We can further the cause of human emancipation without giving up on anti-imperialism. The liberation of the Kurds won't be fulfilled until the boundaries created by Empire are undermined and the economic system that sustains the situation in the Middle East has been overhauled. The bourgeois forms of liberation made possible by liberal interventionism may hold extrinsic value insofar as these means facilitate the emancipatory process. The invasion of Iraq had tremendous disvalue, the occupation was a great injustice and Iraq still lives with the horrifying consequences of its results. The intrinsic value is in the ultimate liberation of human beings.

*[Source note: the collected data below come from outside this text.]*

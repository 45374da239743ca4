//! JSONL writing operations.

use crate::Result;
use serde::Serialize;
use tokio::io::{AsyncWrite, AsyncWriteExt, BufWriter};

/// Async writer for JSONL (JSON Lines) data.
///
/// Each value is serialized to a single line followed by `\n`.
///
/// # Examples
///
/// ```no_run
/// use rollover_jsonl::JsonlWriter;
/// use tokio::fs::File;
///
/// # async fn example() -> Result<(), Box<dyn std::error::Error>> {
/// let file = File::create("output.jsonl").await?;
/// let mut writer = JsonlWriter::new(file);
/// writer.write(&serde_json::json!({"id": "cycle-1"})).await?;
/// writer.flush().await?;
/// # Ok(())
/// # }
/// ```
pub struct JsonlWriter<W> {
    writer: BufWriter<W>,
}

impl<W: AsyncWrite + Unpin> JsonlWriter<W> {
    /// Creates a new `JsonlWriter` wrapping the given async writer.
    #[must_use]
    pub fn new(writer: W) -> Self {
        Self {
            writer: BufWriter::new(writer),
        }
    }

    /// Serializes one value as a JSON line.
    ///
    /// # Errors
    ///
    /// Returns an error if serialization or the underlying write fails.
    pub async fn write<T: Serialize>(&mut self, value: &T) -> Result<()> {
        let mut line = serde_json::to_vec(value)?;
        line.push(b'\n');
        self.writer.write_all(&line).await?;
        Ok(())
    }

    /// Serializes every value from the iterator, one per line.
    ///
    /// # Errors
    ///
    /// Stops at and returns the first serialization or write failure.
    pub async fn write_all<T, I>(&mut self, values: I) -> Result<()>
    where
        T: Serialize,
        I: IntoIterator<Item = T>,
    {
        for value in values {
            self.write(&value).await?;
        }
        Ok(())
    }

    /// Flushes buffered output to the underlying writer.
    ///
    /// # Errors
    ///
    /// Returns an error if the underlying flush fails.
    pub async fn flush(&mut self) -> Result<()> {
        self.writer.flush().await?;
        Ok(())
    }

    /// Consumes the writer, returning the underlying buffered writer.
    ///
    /// Does not flush; call [`flush`](Self::flush) first.
    #[must_use]
    pub fn into_inner(self) -> BufWriter<W> {
        self.writer
    }
}

#[cfg(test)]
mod tests {
    use super::*;
    use std::io::Cursor;

    #[tokio::test]
    async fn writes_one_line_per_value() {
        let mut writer = JsonlWriter::new(Cursor::new(Vec::new()));
        writer.write_all([1, 2, 3]).await.unwrap();
        writer.flush().await.unwrap();

        let bytes = writer.into_inner().into_inner().into_inner();
        assert_eq!(String::from_utf8(bytes).unwrap(), "1\n2\n3\n");
    }
}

It's possible to walk a fine line on this question. It takes subtlety and sophistication. Something our discourse lacks desperately. Even if the Iraq war had been a total success then the position of the Kurds would still be one of relative insecurity. It was a military project that was never concerned Kurdish liberation.
There are obvious limitations in liberal internationalism as in the precarious position it has left the Kurds in. The copious quantities of oil under the feet of men like Massoud Barzani means that the autonomy may well be subject to the whim of foreign interests. The prospects of independence are interesting right now as a new pipeline between 'Kurdistan' and Turkey may enable the Kurds to export oil without permission from Baghdad. Potentially this could give 5 million Iraqi Kurds a degree of economic independence in order to further enable greater political independence. It's not impossible for Turkey to decide that it is not in its interests to defy Baghdad and break up Iraq. After all the Turks have their own Kurds to worry about. As Patrick Cockburn reflects "Self-determination is close, but not quite there yet."